(INPUT RECORDS Opens)
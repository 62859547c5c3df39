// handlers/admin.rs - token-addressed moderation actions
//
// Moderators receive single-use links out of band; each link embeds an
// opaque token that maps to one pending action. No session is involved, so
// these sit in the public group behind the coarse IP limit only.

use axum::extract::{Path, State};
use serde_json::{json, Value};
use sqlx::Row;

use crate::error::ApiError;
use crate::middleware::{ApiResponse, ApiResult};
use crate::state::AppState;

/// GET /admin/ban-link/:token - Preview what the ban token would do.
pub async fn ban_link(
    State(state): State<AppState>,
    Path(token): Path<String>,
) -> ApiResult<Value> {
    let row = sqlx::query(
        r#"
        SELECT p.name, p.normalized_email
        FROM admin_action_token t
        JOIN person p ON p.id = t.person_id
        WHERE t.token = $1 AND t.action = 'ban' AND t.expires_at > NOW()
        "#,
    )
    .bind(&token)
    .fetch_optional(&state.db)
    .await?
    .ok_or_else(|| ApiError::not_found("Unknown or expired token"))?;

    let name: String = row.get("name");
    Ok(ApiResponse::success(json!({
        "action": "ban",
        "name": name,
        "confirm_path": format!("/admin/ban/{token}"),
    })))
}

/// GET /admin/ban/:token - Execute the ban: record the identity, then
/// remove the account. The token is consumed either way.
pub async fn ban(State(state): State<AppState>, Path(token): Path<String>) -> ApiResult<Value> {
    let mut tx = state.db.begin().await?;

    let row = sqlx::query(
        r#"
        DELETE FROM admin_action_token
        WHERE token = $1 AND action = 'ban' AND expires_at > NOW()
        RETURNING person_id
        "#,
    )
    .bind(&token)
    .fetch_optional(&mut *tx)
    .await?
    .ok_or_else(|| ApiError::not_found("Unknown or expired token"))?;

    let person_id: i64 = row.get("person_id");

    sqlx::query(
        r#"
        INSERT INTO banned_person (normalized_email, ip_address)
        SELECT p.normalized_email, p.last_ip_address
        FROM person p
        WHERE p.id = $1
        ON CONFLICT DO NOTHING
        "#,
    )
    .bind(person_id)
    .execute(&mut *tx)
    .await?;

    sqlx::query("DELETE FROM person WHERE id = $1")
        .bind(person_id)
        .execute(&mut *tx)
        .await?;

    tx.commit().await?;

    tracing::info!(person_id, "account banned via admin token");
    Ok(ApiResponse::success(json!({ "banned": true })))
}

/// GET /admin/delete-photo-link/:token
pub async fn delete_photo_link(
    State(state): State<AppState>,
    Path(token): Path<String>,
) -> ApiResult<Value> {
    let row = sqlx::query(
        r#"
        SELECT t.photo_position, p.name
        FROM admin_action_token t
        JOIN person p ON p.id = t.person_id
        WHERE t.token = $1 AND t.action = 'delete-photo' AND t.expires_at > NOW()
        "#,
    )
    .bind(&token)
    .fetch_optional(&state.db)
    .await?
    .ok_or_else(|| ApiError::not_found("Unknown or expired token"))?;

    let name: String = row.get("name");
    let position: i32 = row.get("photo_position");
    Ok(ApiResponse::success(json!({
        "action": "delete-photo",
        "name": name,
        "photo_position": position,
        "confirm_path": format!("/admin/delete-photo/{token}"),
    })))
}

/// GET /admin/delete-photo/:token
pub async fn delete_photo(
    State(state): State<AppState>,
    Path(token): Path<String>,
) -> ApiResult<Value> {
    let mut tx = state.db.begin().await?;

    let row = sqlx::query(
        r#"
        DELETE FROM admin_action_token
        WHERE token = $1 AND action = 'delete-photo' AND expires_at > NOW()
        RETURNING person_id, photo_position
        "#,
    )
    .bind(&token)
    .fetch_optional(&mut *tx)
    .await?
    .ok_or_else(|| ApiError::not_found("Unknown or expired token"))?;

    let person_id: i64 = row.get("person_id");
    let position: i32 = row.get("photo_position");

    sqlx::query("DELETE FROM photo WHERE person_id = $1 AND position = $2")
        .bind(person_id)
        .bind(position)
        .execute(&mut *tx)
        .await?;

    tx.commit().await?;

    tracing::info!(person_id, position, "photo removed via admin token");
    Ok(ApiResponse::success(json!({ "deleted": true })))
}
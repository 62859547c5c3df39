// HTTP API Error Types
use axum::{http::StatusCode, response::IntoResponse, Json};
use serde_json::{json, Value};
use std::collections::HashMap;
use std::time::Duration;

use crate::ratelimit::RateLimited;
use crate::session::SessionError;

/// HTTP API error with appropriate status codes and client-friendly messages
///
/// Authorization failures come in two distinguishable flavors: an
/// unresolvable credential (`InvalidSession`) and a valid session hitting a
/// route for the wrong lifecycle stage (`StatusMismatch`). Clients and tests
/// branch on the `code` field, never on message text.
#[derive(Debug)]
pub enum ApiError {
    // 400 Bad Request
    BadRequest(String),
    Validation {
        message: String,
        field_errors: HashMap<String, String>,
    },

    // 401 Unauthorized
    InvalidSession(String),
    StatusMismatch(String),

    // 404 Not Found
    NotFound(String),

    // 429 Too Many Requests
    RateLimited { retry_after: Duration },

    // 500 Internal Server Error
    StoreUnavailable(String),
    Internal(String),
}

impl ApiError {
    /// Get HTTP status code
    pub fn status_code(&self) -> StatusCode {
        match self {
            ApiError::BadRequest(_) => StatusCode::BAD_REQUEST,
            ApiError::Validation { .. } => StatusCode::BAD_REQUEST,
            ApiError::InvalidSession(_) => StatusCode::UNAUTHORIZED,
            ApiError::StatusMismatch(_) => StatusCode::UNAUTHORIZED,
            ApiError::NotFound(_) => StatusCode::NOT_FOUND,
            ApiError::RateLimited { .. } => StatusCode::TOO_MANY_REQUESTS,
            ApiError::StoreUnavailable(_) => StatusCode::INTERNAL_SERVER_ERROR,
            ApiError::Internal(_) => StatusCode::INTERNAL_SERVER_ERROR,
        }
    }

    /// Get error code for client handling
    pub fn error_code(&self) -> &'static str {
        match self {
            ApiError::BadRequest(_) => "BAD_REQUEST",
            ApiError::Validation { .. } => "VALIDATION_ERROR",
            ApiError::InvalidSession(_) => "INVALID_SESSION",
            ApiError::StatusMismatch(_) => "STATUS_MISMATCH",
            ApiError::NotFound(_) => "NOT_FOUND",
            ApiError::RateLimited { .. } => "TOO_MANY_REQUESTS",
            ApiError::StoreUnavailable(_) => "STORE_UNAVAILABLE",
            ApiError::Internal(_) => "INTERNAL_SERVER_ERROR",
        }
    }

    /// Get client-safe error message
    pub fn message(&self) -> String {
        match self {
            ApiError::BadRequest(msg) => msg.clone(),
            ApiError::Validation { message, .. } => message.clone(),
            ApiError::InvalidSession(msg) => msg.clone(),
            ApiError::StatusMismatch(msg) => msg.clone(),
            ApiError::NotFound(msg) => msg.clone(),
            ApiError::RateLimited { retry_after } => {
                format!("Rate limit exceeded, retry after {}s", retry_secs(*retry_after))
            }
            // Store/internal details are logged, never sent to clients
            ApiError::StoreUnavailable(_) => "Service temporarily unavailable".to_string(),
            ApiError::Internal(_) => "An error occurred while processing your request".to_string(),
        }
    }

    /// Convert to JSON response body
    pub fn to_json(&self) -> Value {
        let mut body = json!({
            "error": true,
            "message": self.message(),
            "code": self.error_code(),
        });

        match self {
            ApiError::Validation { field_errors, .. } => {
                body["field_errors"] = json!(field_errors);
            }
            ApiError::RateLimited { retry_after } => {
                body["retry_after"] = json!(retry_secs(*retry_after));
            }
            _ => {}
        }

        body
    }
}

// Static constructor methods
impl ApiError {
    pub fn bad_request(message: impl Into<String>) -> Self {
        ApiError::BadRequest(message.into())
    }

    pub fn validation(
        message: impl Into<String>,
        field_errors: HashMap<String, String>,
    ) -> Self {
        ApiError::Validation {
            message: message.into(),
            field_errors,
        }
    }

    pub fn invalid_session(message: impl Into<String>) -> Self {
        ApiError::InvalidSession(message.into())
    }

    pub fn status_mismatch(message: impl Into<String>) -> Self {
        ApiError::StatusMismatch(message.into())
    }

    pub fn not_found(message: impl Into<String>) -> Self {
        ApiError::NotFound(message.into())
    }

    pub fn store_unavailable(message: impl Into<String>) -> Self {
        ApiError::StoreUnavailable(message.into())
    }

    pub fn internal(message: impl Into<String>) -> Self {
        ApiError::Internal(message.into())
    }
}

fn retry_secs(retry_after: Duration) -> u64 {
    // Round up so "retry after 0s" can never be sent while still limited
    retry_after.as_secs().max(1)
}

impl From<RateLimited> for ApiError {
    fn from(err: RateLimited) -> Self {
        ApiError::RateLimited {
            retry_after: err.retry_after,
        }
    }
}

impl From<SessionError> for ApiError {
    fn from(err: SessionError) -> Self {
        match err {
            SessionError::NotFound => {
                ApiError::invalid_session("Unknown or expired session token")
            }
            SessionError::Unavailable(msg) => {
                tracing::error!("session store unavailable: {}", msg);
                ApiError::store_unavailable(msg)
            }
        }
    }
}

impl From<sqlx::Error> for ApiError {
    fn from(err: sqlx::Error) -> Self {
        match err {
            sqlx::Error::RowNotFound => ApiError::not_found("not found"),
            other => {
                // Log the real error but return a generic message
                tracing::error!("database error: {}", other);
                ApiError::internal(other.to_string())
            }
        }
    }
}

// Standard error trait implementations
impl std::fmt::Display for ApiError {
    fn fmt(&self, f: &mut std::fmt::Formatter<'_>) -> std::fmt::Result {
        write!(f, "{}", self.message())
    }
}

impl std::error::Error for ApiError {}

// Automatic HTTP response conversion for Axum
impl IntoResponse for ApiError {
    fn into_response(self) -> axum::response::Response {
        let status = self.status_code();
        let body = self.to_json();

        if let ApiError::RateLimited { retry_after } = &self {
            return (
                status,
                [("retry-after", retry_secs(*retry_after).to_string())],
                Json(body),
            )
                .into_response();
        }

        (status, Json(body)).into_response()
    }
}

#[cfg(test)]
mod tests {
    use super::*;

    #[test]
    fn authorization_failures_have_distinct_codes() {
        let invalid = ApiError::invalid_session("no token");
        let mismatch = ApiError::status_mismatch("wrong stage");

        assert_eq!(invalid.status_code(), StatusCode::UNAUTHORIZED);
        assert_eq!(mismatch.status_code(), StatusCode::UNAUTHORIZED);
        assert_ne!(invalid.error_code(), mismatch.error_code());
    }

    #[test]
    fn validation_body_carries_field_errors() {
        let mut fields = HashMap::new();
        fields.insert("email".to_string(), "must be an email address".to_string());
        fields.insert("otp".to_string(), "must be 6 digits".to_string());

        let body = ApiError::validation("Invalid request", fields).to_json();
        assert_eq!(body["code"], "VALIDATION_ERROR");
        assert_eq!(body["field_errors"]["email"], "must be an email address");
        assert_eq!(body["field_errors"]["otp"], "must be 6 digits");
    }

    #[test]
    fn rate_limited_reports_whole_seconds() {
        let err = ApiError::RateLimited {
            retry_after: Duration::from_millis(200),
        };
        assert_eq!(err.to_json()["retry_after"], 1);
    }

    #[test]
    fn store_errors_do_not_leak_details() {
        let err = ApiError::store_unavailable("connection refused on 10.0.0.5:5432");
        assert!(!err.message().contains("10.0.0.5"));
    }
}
(INPUT RECORDS Closes)
WORK INSTRUCTION »
Filter the data for the string "true" and copy every line that has it.

WRITTEN SOLUTION »
    Ok(ApiResponse::success(json!({ "banned": true })))
    Ok(ApiResponse::success(json!({ "deleted": true })))
            "error": true,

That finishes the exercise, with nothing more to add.